**Extracted material**
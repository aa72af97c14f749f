//! Debug-command request types and orchestration for the LogicMonitor API.
//!
//! Running a script on a collector is a 2-step flow:
//! 1. POST `/debug?collectorId=N` with `{"cmdline": "!groovy \n ..."}` —
//!    the collector starts executing and the API returns a session id.
//! 2. GET `/debug/{sessionId}?collectorId=N` — returns the textual output
//!    captured so far.
//!
//! The session id is used exactly once: one submission, one fetch, output
//! returned verbatim. There is no polling loop and no retry; a failure at
//! either step aborts the whole run.

use serde::{Deserialize, Serialize};

use crate::client::LmClient;
use crate::error::Result;

// ── Request types ──────────────────────────────────────────────────────

/// Body for the debug submission endpoint.
#[derive(Debug, Serialize, Deserialize)]
pub struct DebugCommandRequest {
    /// The full debug-console command line, including the `!<interpreter>`
    /// prefix (see [`crate::script::build_cmdline`]).
    pub cmdline: String,
}

// ── Response types ─────────────────────────────────────────────────────

/// Submission response: the session handle for the started execution.
#[derive(Debug, Deserialize)]
#[serde(rename_all = "camelCase")]
pub struct DebugSession {
    /// Opaque numeric session id, valid for one result fetch.
    pub session_id: u64,
}

/// Result-fetch response.
#[derive(Debug, Deserialize)]
#[serde(rename_all = "camelCase")]
pub struct DebugCommandResult {
    /// The collector console output, verbatim. The API omits the field
    /// while output is not yet available, which maps to an empty string.
    #[serde(default)]
    pub output: String,
}

// ── Orchestration ──────────────────────────────────────────────────────

/// Submits a command line to a collector and returns the session id.
pub async fn submit(client: &LmClient, collector_id: i64, cmdline: &str) -> Result<u64> {
    let body = DebugCommandRequest {
        cmdline: cmdline.to_string(),
    };
    let session: DebugSession = client
        .post("/debug", &[("collectorId", collector_id.to_string())], &body)
        .await?;
    Ok(session.session_id)
}

/// Fetches the output associated with a debug session.
pub async fn fetch_output(client: &LmClient, session_id: u64, collector_id: i64) -> Result<String> {
    let path = format!("/debug/{session_id}");
    let result: DebugCommandResult = client
        .get(&path, &[("collectorId", collector_id.to_string())])
        .await?;
    Ok(result.output)
}

/// Runs a debug command end-to-end: exactly one submission followed by
/// exactly one result fetch. The output is returned unmodified — no
/// post-processing, no truncation.
pub async fn run_debug_command(
    client: &LmClient,
    collector_id: i64,
    cmdline: &str,
) -> Result<String> {
    let session_id = submit(client, collector_id, cmdline).await?;
    fetch_output(client, session_id, collector_id).await
}

#[cfg(test)]
mod tests {
    use super::*;

    #[test]
    fn request_serializes_with_cmdline_key() {
        let req = DebugCommandRequest {
            cmdline: "!groovy \n println 1".to_string(),
        };
        let json = serde_json::to_value(&req).unwrap();
        assert_eq!(json["cmdline"], "!groovy \n println 1");
    }

    #[test]
    fn session_deserializes_from_api_response() {
        // The API returns the submitted cmdline and an empty output field
        // alongside the session id; only the id matters here.
        let json = r#"{
            "sessionId": 556677,
            "cmdline": "!groovy \n println 1",
            "output": ""
        }"#;
        let session: DebugSession = serde_json::from_str(json).unwrap();
        assert_eq!(session.session_id, 556677);
    }

    #[test]
    fn result_deserializes_output_verbatim() {
        let json = r#"{"sessionId": 556677, "output": "line one\nline two\n"}"#;
        let result: DebugCommandResult = serde_json::from_str(json).unwrap();
        assert_eq!(result.output, "line one\nline two\n");
    }

    #[test]
    fn missing_output_field_defaults_to_empty() {
        let json = r#"{"sessionId": 556677}"#;
        let result: DebugCommandResult = serde_json::from_str(json).unwrap();
        assert_eq!(result.output, "");
    }
}
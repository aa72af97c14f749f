//! Typed error hierarchy for the lmrun crate.
//!
//! `LmError` gives every failure boundary in the pipeline its own variant
//! so that the CLI can map errors to the right user-facing message and
//! exit behavior. In particular, a missing credential file must be
//! distinguishable from every other storage failure, because the two get
//! different messages at the process boundary.
//!
//! Design rationale:
//! - Variants map to real system boundaries, not internal implementation
//!   details. `Storage` covers the on-disk credential file; `Api` covers
//!   the LogicMonitor REST API; `Network` covers the transport; etc.
//! - `Api` preserves the raw response body rather than discarding it,
//!   because LogicMonitor error responses carry an `errorMessage` field
//!   that is essential for diagnosing auth and permission problems.
//! - `Parse` wraps `serde_json::Error` for deserialization failures, which
//!   can occur if the API returns an unexpected response shape.

use reqwest::StatusCode;
use std::path::PathBuf;

/// Unified error type for all lmrun library operations.
///
/// Each variant corresponds to a distinct failure boundary. `#[source]` /
/// `#[from]` attributes enable `Error::source()` chaining so callers can
/// traverse the full cause chain.
#[derive(Debug, thiserror::Error)]
pub enum LmError {
    /// The credential file does not exist. The CLI turns this into the
    /// "please login first" message with exit status 1.
    #[error("no stored credentials found")]
    MissingCredentials,

    /// The user's home directory could not be resolved, so there is no
    /// place to put (or look for) the credential file.
    #[error("could not determine the current user's home directory")]
    NoHomeDir,

    /// The credential file exists but could not be read or written.
    ///
    /// Deliberately separate from [`LmError::MissingCredentials`]: absence
    /// means "never logged in", while this variant means the file is there
    /// but something is wrong with it (permissions, I/O failure, a
    /// directory where a file was expected, ...).
    #[error("credential storage error: {source}")]
    Storage {
        /// The underlying filesystem error.
        #[source]
        source: std::io::Error,
    },

    /// Reading a `login` prompt response from the terminal failed.
    ///
    /// Kept apart from [`LmError::Storage`] so a broken stdin does not get
    /// reported as a credential-file problem.
    #[error("failed to read login input from the terminal: {source}")]
    Prompt {
        /// The underlying terminal I/O error.
        #[source]
        source: std::io::Error,
    },

    /// The script file could not be read from disk.
    #[error("failed to read script {}: {source}", .path.display())]
    ScriptRead {
        /// The path that was passed to `run`.
        path: PathBuf,
        /// The underlying filesystem error.
        #[source]
        source: std::io::Error,
    },

    /// The script's file extension maps to no known collector interpreter.
    ///
    /// Raised before any network call is attempted. Only `.groovy` and
    /// `.ps1` are accepted, case-sensitively.
    #[error("unsupported script type {extension:?}: input file must be .groovy or .ps1")]
    UnsupportedScriptType {
        /// The offending extension, including its leading dot, or
        /// `"(none)"` for extensionless paths.
        extension: String,
    },

    /// The LogicMonitor API returned a non-success HTTP status code.
    ///
    /// The full response body is preserved: LogicMonitor wraps its
    /// diagnostics in `{"errorMessage": ..., "errorCode": ...}` and that
    /// text is the only clue the user gets for bad credentials, unknown
    /// collector ids, and rate limiting.
    #[error("API error {status}: {body}")]
    Api {
        /// The HTTP status code returned by the API.
        status: StatusCode,
        /// The raw response body text. May be an empty string if the body
        /// could not be read.
        body: String,
    },

    /// The account has no collectors, so there is nothing to pick from
    /// when `--collector_id` is omitted.
    #[error("no collectors are registered in this account")]
    NoCollectors,

    /// JSON deserialization failed when parsing an API response body or
    /// the stored credential file.
    #[error("failed to parse response: {0}")]
    Parse(#[from] serde_json::Error),

    /// A transport-level failure (DNS resolution, TCP connection, TLS
    /// handshake, request timeout). No HTTP status code is available
    /// because the request did not complete.
    #[error("network error: {0}")]
    Network(#[from] reqwest::Error),
}

/// Convenience alias used throughout the library.
pub type Result<T> = std::result::Result<T, LmError>;
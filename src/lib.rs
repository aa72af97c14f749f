//! Client library for running local scripts on LogicMonitor collectors.
//!
//! Wraps the LogicMonitor REST API's debug-command facility: a local
//! `.groovy` or `.ps1` file is wrapped in the collector debug console's
//! `!groovy` / `!posh` command-line convention, submitted to a collector,
//! and the textual output of the execution is fetched back.
//!
//! # Modules
//!
//! - [`auth`] — LMv1 HMAC-SHA256 request signing.
//! - [`client`] — Authenticated HTTP wrapper for the LogicMonitor REST API.
//! - [`collectors`] — Collector listing and random selection.
//! - [`credentials`] — On-disk credential store (`~/.lmrun/config.json`).
//! - [`debug_command`] — Submit/fetch types and end-to-end orchestration.
//! - [`error`] — Typed error hierarchy (`LmError`) for all library operations.
//! - [`script`] — Script file loading and interpreter mapping.
//!
//! # Quick Start
//!
//! ```ignore
//! use lmrun::client::LmClient;
//! use lmrun::credentials::CredentialStore;
//! use lmrun::debug_command::run_debug_command;
//! use lmrun::script::{build_cmdline, load_script};
//!
//! let creds = CredentialStore::default_location()?.load()?;
//! let client = LmClient::new(&creds);
//! let (kind, body) = load_script("check.groovy".as_ref())?;
//! let output = run_debug_command(&client, 42, &build_cmdline(kind, &body)).await?;
//! println!("{output}");
//! ```

#![warn(missing_docs)]

pub mod auth;
pub mod client;
pub mod collectors;
pub mod credentials;
pub mod debug_command;
pub mod error;
pub mod script;
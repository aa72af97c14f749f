//! On-disk credential store for the LogicMonitor API token.
//!
//! `login` persists the account name and API token as indented JSON at
//! `<home>/.lmrun/config.json`; `run` reads it back; `logout` deletes it.
//! The store takes an explicit root directory so tests can point it at a
//! temporary directory instead of the real home.
//!
//! There is no locking and no atomic replace: the file is not expected to
//! be written by concurrent invocations, and a crash mid-write losing the
//! credentials simply means logging in again.

use crate::error::{LmError, Result};
use serde::{Deserialize, Serialize};
use std::fs;
use std::io::ErrorKind;
use std::path::PathBuf;

/// Directory under the user's home that holds the config file.
const CONFIG_DIR: &str = ".lmrun";

/// File name of the stored credentials within the config directory.
const CONFIG_FILE: &str = "config.json";

/// A LogicMonitor account name plus API token.
///
/// Contents are not validated locally; the remote API accepting or
/// rejecting a signed request is the only validity check.
#[derive(Debug, Clone, PartialEq, Eq, Serialize, Deserialize)]
pub struct Credentials {
    /// The account (company) name, i.e. the `<name>` in
    /// `<name>.logicmonitor.com`.
    pub account_name: String,
    /// The API token's access id.
    pub access_id: String,
    /// The API token's access key, used to sign requests.
    pub access_key: String,
}

/// Reads, writes, and deletes the credential file under a root directory.
pub struct CredentialStore {
    root: PathBuf,
}

impl CredentialStore {
    /// Creates a store rooted at an explicit directory. The directory does
    /// not need to exist yet; [`save`](Self::save) creates it on demand.
    pub fn new(root: PathBuf) -> Self {
        CredentialStore { root }
    }

    /// Creates a store rooted at `<home>/.lmrun`.
    ///
    /// # Errors
    ///
    /// [`LmError::NoHomeDir`] when the home directory cannot be resolved.
    pub fn default_location() -> Result<Self> {
        let home = dirs::home_dir().ok_or(LmError::NoHomeDir)?;
        Ok(Self::new(home.join(CONFIG_DIR)))
    }

    /// Full path of the config file within this store.
    pub fn config_path(&self) -> PathBuf {
        self.root.join(CONFIG_FILE)
    }

    /// Serializes the credentials to the config file, creating missing
    /// parent directories and overwriting any existing file.
    ///
    /// The JSON is written human-readable with one-space indentation, the
    /// layout the original tool used, so existing config files remain
    /// byte-compatible.
    pub fn save(&self, creds: &Credentials) -> Result<()> {
        fs::create_dir_all(&self.root).map_err(|source| LmError::Storage { source })?;

        let formatter = serde_json::ser::PrettyFormatter::with_indent(b" ");
        let mut out = Vec::new();
        let mut ser = serde_json::Serializer::with_formatter(&mut out, formatter);
        creds.serialize(&mut ser)?;

        fs::write(self.config_path(), out).map_err(|source| LmError::Storage { source })
    }

    /// Reads and parses the config file.
    ///
    /// # Errors
    ///
    /// - [`LmError::MissingCredentials`] when the file does not exist —
    ///   the user has never logged in (or has logged out).
    /// - [`LmError::Storage`] for any other read failure.
    /// - [`LmError::Parse`] when the file exists but is not valid JSON.
    pub fn load(&self) -> Result<Credentials> {
        let content = fs::read_to_string(self.config_path()).map_err(|source| {
            if source.kind() == ErrorKind::NotFound {
                LmError::MissingCredentials
            } else {
                LmError::Storage { source }
            }
        })?;
        Ok(serde_json::from_str(&content)?)
    }

    /// Deletes the config file.
    ///
    /// An absent file is an error, not a silent success: `logout` without
    /// a prior `login` should tell the user nothing was stored.
    pub fn delete(&self) -> Result<()> {
        fs::remove_file(self.config_path()).map_err(|source| LmError::Storage { source })
    }
}
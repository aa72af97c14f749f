//! LMv1 request signing for the LogicMonitor REST API.
//!
//! LogicMonitor's API-token scheme signs every request individually instead
//! of issuing bearer tokens. The signature input is the concatenation of
//! the HTTP method, the current epoch time in milliseconds, the exact
//! request body bytes, and the resource path (query string excluded):
//!
//! ```text
//! signature = base64( lowercase_hex( HMAC-SHA256(access_key, METHOD + epoch + body + path) ) )
//! Authorization: LMv1 <access_id>:<signature>:<epoch>
//! ```
//!
//! Note the double encoding: the HMAC digest is first rendered as a
//! lowercase hex string and that *string* is then base64-encoded. This is
//! what the platform expects, not base64 of the raw digest.
//!
//! Because the body participates in the signature, callers must sign the
//! exact serialized bytes they send — [`crate::client::LmClient`]
//! serializes the JSON body once and uses the same string for both.

use base64::Engine as _;
use hmac::{Hmac, Mac};
use sha2::Sha256;
use std::time::{SystemTime, UNIX_EPOCH};

type HmacSha256 = Hmac<Sha256>;

/// Signs requests with a LogicMonitor API token (access id + access key).
///
/// Stateless apart from the key material: there is nothing to cache or
/// refresh, every request gets a fresh timestamp and signature.
pub struct RequestSigner {
    access_id: String,
    access_key: String,
}

impl RequestSigner {
    /// Creates a signer for the given API token.
    pub fn new(access_id: &str, access_key: &str) -> Self {
        RequestSigner {
            access_id: access_id.to_string(),
            access_key: access_key.to_string(),
        }
    }

    /// Builds the `Authorization` header value for a request.
    ///
    /// `resource_path` is the path relative to the REST root, with a
    /// leading slash and without the query string (e.g. `/debug`).
    /// `body` is the exact serialized request body, or `""` for GET.
    pub fn authorization(&self, method: &str, resource_path: &str, body: &str) -> String {
        self.authorization_at(method, resource_path, body, epoch_millis())
    }

    /// Same as [`authorization`](Self::authorization) with an explicit
    /// timestamp, so tests can assert against known-answer vectors.
    pub fn authorization_at(
        &self,
        method: &str,
        resource_path: &str,
        body: &str,
        epoch_millis: u128,
    ) -> String {
        let input = format!("{method}{epoch_millis}{body}{resource_path}");
        let mut mac = HmacSha256::new_from_slice(self.access_key.as_bytes())
            .expect("HMAC-SHA256 accepts keys of any length");
        mac.update(input.as_bytes());
        let digest_hex = hex::encode(mac.finalize().into_bytes());
        let signature = base64::engine::general_purpose::STANDARD.encode(digest_hex);
        format!("LMv1 {}:{}:{}", self.access_id, signature, epoch_millis)
    }
}

/// Milliseconds since the Unix epoch, as required by the LMv1 scheme.
fn epoch_millis() -> u128 {
    SystemTime::now()
        .duration_since(UNIX_EPOCH)
        .expect("system clock is set before the Unix epoch")
        .as_millis()
}
#![forbid(unsafe_code)]

//! Per-input results returned to the host.

use dragsort_core::geometry::Point;

use crate::host::ControllerId;
use crate::reorder::Relocation;

/// Input that produced a dispatch.
#[derive(Debug, Clone, Copy, PartialEq, Eq)]
pub enum ReorderPhase {
    PointerDown,
    PointerMove,
    PointerUp,
    Cancel,
}

/// Why an input did not change session state.
#[derive(Debug, Clone, Copy, PartialEq, Eq)]
pub enum IgnoredReason {
    /// The controller was destroyed.
    Destroyed,
    /// Only the primary button starts a drag.
    ButtonNotAllowed,
    /// Pressing on the group element itself (between items) never drags.
    TargetIsGroup,
    /// A session is already active.
    SessionInProgress,
    /// The drag-element resolver returned no node.
    ResolverDeclined,
    /// The drag-element resolver failed.
    ResolverFailed,
    /// The node to drag is not inside any child of the group.
    IndexNotFound,
    /// The geometry snapshot has no slot for the node's index.
    SlotMissing,
    /// Move/up/cancel without an active session.
    NoActiveSession,
}

/// What an input did.
#[derive(Debug, Clone, Copy, PartialEq, Eq)]
pub enum ReorderOutcome {
    /// A session started with the dragged node at `index`.
    Armed { index: usize },
    /// The overlay moved; `hit` is the slot under the pointer, if any.
    Moved { hit: Option<usize> },
    /// The dragged node moved from slot `from` to slot `to`.
    Relocated { from: usize, to: usize },
    /// The session ended normally.
    Completed { callback_invoked: bool },
    /// The session was torn down without a callback.
    Cancelled,
    Ignored(IgnoredReason),
}

/// Structured record of one dispatch.
#[derive(Debug, Clone, Copy, PartialEq)]
pub struct ReorderLogEntry {
    pub controller: ControllerId,
    pub phase: ReorderPhase,
    /// Monotonic per-controller sequence; `None` for ignored inputs.
    pub sequence: Option<u64>,
    pub position: Option<Point>,
    pub outcome: ReorderOutcome,
}

/// Result of handing one input to a controller.
#[derive(Debug, Clone, PartialEq)]
pub struct ReorderDispatch<N> {
    /// The host should suppress its default handling (scroll, selection).
    pub prevent_default: bool,
    /// Relocation applied to the live child order, if any.
    pub relocation: Option<Relocation<N>>,
    pub log: ReorderLogEntry,
}

impl<N> ReorderDispatch<N> {
    pub(crate) fn ignored(
        controller: ControllerId,
        phase: ReorderPhase,
        reason: IgnoredReason,
        position: Option<Point>,
    ) -> Self {
        Self {
            prevent_default: false,
            relocation: None,
            log: ReorderLogEntry {
                controller,
                phase,
                sequence: None,
                position,
                outcome: ReorderOutcome::Ignored(reason),
            },
        }
    }

    /// The outcome recorded in the log entry.
    #[must_use]
    pub const fn outcome(&self) -> ReorderOutcome {
        self.log.outcome
    }

    /// Whether the input was ignored.
    #[must_use]
    pub const fn is_ignored(&self) -> bool {
        matches!(self.log.outcome, ReorderOutcome::Ignored(_))
    }
}
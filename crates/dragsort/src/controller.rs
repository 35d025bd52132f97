#![forbid(unsafe_code)]

//! The reorder controller: one per draggable container.
//!
//! # State Machine
//!
//! ```text
//!            pointer_down (valid)          pointer_move
//!   Idle ─────────────────────────▶ Armed ─────────────▶ Dragging ──┐
//!    ▲                                │                     │  ▲     │ pointer_move
//!    │        pointer_up / cancel     │                     │  └─────┘
//!    └────────────────────────────────┴─────────────────────┘
//! ```
//!
//! A pointer-down that is rejected leaves the controller `Idle`. Only a
//! session that reached `Dragging` reports through the completion callback.
//!
//! # Invariants
//!
//! 1. Document-level move/up listeners are held exactly while a session is
//!    active.
//! 2. The geometry snapshot is never refreshed by a relocation; rects stay
//!    a fixed grid of slots for the whole session.
//! 3. At most one pending refresh timer and at most one pending animation
//!    timer per node.
//! 4. After [`destroy`](ReorderController::destroy) the controller holds no
//!    listeners, no overlay, and no timers; every later input is ignored.
//!
//! # Failure Modes
//!
//! - A resolver that declines or fails, a node outside every child, or a
//!   snapshot without a slot for the node all abort just that gesture.
//! - Hosts that stop delivering pointer-up should call
//!   [`cancel`](ReorderController::cancel); nothing times out on its own.

use std::fmt;
use std::hash::Hash;

use dragsort_core::event::{PointerEvent, Subscription, Subscriptions, ViewportSignal};
use dragsort_core::geometry::Point;
use dragsort_core::style::{StyleProperty, StyleTable, StyleValue};
use dragsort_core::timer::{TimerId, TimerQueue};
use web_time::Duration;

use crate::animation::{Animator, TimerKind};
use crate::config::{DragElementResolver, DragEndCallback, ReorderConfig};
use crate::dispatch::{IgnoredReason, ReorderDispatch, ReorderLogEntry, ReorderOutcome, ReorderPhase};
use crate::error::ReorderError;
use crate::geometry_cache::GeometryCache;
use crate::host::{ControllerId, ReorderHost};
use crate::index::resolve_index;
use crate::reorder::{self, Relocation, SlotState};
use crate::session::{CloneOverlay, DiffRecord, DiffSide, DragSession, SessionState};

/// Drag-to-reorder controller for the children of one group element.
pub struct ReorderController<N: Clone + Eq + Hash> {
    id: ControllerId,
    group: N,
    scroll_element: N,
    resolver: Option<DragElementResolver<N>>,
    drag_end: Option<DragEndCallback<N>>,
    clone_style: Vec<(String, StyleValue)>,
    clone_class: Option<String>,
    refresh_debounce: Duration,
    styles: StyleTable,
    geometry: GeometryCache,
    timers: TimerQueue<TimerKind<N>>,
    refresh_timer: Option<TimerId>,
    animator: Animator<N>,
    subscriptions: Subscriptions,
    session: Option<DragSession<N>>,
    next_sequence: u64,
    destroyed: bool,
}

impl<N: Clone + Eq + Hash + fmt::Debug> fmt::Debug for ReorderController<N> {
    fn fmt(&self, f: &mut fmt::Formatter<'_>) -> fmt::Result {
        f.debug_struct("ReorderController")
            .field("id", &self.id)
            .field("group", &self.group)
            .field("state", &self.state())
            .field("slots", &self.geometry.len())
            .field("pending_timers", &self.timers.len())
            .field("destroyed", &self.destroyed)
            .finish()
    }
}
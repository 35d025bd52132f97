#![forbid(unsafe_code)]

//! Construction-time controller configuration.

use std::fmt;

use dragsort_core::event::PointerEvent;
use dragsort_core::style::StyleValue;
use web_time::Duration;

use crate::error::ResolveError;
use crate::options::ReorderOptions;
use crate::session::DiffSide;

/// Maps a pointer-down to the node that should be dragged.
///
/// `Ok(None)` and `Err(_)` both mean "no drag for this gesture".
pub type DragElementResolver<N> = Box<dyn FnMut(&PointerEvent<N>) -> Result<Option<N>, ResolveError>>;

/// Called once per drag session that moved, with the `old` and `new` sides.
pub type DragEndCallback<N> = Box<dyn FnMut(&DiffSide<N>, &DiffSide<N>)>;

/// Builder for a [`ReorderController`](crate::ReorderController).
pub struct ReorderConfig<N> {
    pub(crate) group_element: Option<N>,
    pub(crate) scroll_element: Option<N>,
    pub(crate) drag_element: Option<DragElementResolver<N>>,
    pub(crate) drag_end: Option<DragEndCallback<N>>,
    pub(crate) options: ReorderOptions,
}

impl<N> Default for ReorderConfig<N> {
    fn default() -> Self {
        Self::new()
    }
}

impl<N: fmt::Debug> fmt::Debug for ReorderConfig<N> {
    fn fmt(&self, f: &mut fmt::Formatter<'_>) -> fmt::Result {
        f.debug_struct("ReorderConfig")
            .field("group_element", &self.group_element)
            .field("scroll_element", &self.scroll_element)
            .field("drag_element", &self.drag_element.is_some())
            .field("drag_end", &self.drag_end.is_some())
            .field("options", &self.options)
            .finish()
    }
}

impl<N> ReorderConfig<N> {
    /// Empty configuration. A group element must be set before use.
    #[must_use]
    pub fn new() -> Self {
        Self {
            group_element: None,
            scroll_element: None,
            drag_element: None,
            drag_end: None,
            options: ReorderOptions::default(),
        }
    }

    /// Container whose children are reorderable.
    #[must_use]
    pub fn group_element(mut self, group: N) -> Self {
        self.group_element = Some(group);
        self
    }

    /// Element whose scrolling invalidates geometry. Defaults to the group.
    #[must_use]
    pub fn scroll_element(mut self, scroll: N) -> Self {
        self.scroll_element = Some(scroll);
        self
    }

    /// Resolver picking the node to drag for a pointer-down.
    #[must_use]
    pub fn drag_element<F>(mut self, resolver: F) -> Self
    where
        F: FnMut(&PointerEvent<N>) -> Result<Option<N>, ResolveError> + 'static,
    {
        self.drag_element = Some(Box::new(resolver));
        self
    }

    /// Completion callback.
    #[must_use]
    pub fn drag_end<F>(mut self, callback: F) -> Self
    where
        F: FnMut(&DiffSide<N>, &DiffSide<N>) + 'static,
    {
        self.drag_end = Some(Box::new(callback));
        self
    }

    /// Add one inline style applied to the drag overlay.
    ///
    /// Styles are applied in property-name order, not call order; setting a
    /// property twice keeps the last value.
    #[must_use]
    pub fn clone_element_style(
        mut self,
        property: impl Into<String>,
        value: impl Into<StyleValue>,
    ) -> Self {
        self.options
            .clone_element_style
            .insert(property.into(), value.into());
        self
    }

    /// Class applied to the drag overlay.
    #[must_use]
    pub fn clone_element_class(mut self, class: impl Into<String>) -> Self {
        self.options.clone_element_class = Some(class.into());
        self
    }

    /// Displacement animation length.
    #[must_use]
    pub fn delay(mut self, delay: Duration) -> Self {
        self.options.delay_ms = delay.as_millis().try_into().unwrap_or(u64::MAX);
        self
    }

    /// Geometry refresh debounce window.
    #[must_use]
    pub fn refresh_debounce(mut self, window: Duration) -> Self {
        self.options.refresh_debounce_ms = window.as_millis().try_into().unwrap_or(u64::MAX);
        self
    }

    /// Replace every plain-data option at once.
    #[must_use]
    pub fn with_options(mut self, options: ReorderOptions) -> Self {
        self.options = options;
        self
    }

    /// Current plain-data options.
    #[must_use]
    pub fn options(&self) -> &ReorderOptions {
        &self.options
    }
}
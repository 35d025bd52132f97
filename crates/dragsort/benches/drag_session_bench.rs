#![forbid(unsafe_code)]

use criterion::{BenchmarkId, Criterion, criterion_group, criterion_main};
use dragsort::{Point, PointerEvent, ReorderConfig, ReorderController};
use dragsort_harness::MockDom;
use std::hint::black_box;

const LABELS: [&str; 64] = [
    "00", "01", "02", "03", "04", "05", "06", "07", "08", "09", "10", "11", "12", "13", "14",
    "15", "16", "17", "18", "19", "20", "21", "22", "23", "24", "25", "26", "27", "28", "29",
    "30", "31", "32", "33", "34", "35", "36", "37", "38", "39", "40", "41", "42", "43", "44",
    "45", "46", "47", "48", "49", "50", "51", "52", "53", "54", "55", "56", "57", "58", "59",
    "60", "61", "62", "63",
];

fn row_center(index: usize) -> Point {
    Point::new(100.0, 25.0 + 50.0 * index as f64)
}

fn bench_drag_session(c: &mut Criterion) {
    let mut group = c.benchmark_group("dragsort/session");

    for len in [8usize, 64] {
        group.bench_with_input(BenchmarkId::new("down_sweep_up", len), &len, |b, &len| {
            b.iter(|| {
                let (mut dom, root, items) = MockDom::column(&LABELS[..len]);
                let mut controller =
                    ReorderController::new(ReorderConfig::new().group_element(root), &mut dom)
                        .expect("controller should bind");
                let at = row_center(0);
                let down =
                    controller.pointer_down(&mut dom, &PointerEvent::primary(items[0], at.x, at.y));
                black_box(down.log.sequence);

                for slot in (0..len).chain((0..len).rev()) {
                    let dispatch = controller.pointer_move(&mut dom, row_center(slot));
                    black_box(dispatch.relocation.as_ref().map(|r| r.plan.drag_to));
                    dom.advance_ms(16);
                    black_box(controller.tick(&mut dom));
                }

                let up = controller.pointer_up(&mut dom, row_center(0));
                black_box(up.log.outcome);
            });
        });
    }

    group.finish();
}

fn bench_hit_test(c: &mut Criterion) {
    let (mut dom, root, _items) = MockDom::column(&LABELS);
    let mut controller = ReorderController::new(ReorderConfig::new().group_element(root), &mut dom)
        .expect("controller should bind");
    controller.refresh_geometry(&mut dom);

    c.bench_function("dragsort/geometry/hit_test_64", |b| {
        b.iter(|| {
            for slot in 0..LABELS.len() {
                black_box(controller.geometry().hit_test(black_box(row_center(slot))));
            }
        });
    });
}

criterion_group!(benches, bench_drag_session, bench_hit_test);
criterion_main!(benches);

**Exercise brief**
Only the lines from the first line of the records through the one containing "a session id." should be reproduced, exactly, with both of them included.

**The answer**
repository aa72af97c14f749f
//! Debug-command request types and orchestration for the LogicMonitor API.
//!
//! Running a script on a collector is a 2-step flow:
//! 1. POST `/debug?collectorId=N` with `{"cmdline": "!groovy \n ..."}` —
//!    the collector starts executing and the API returns a session id.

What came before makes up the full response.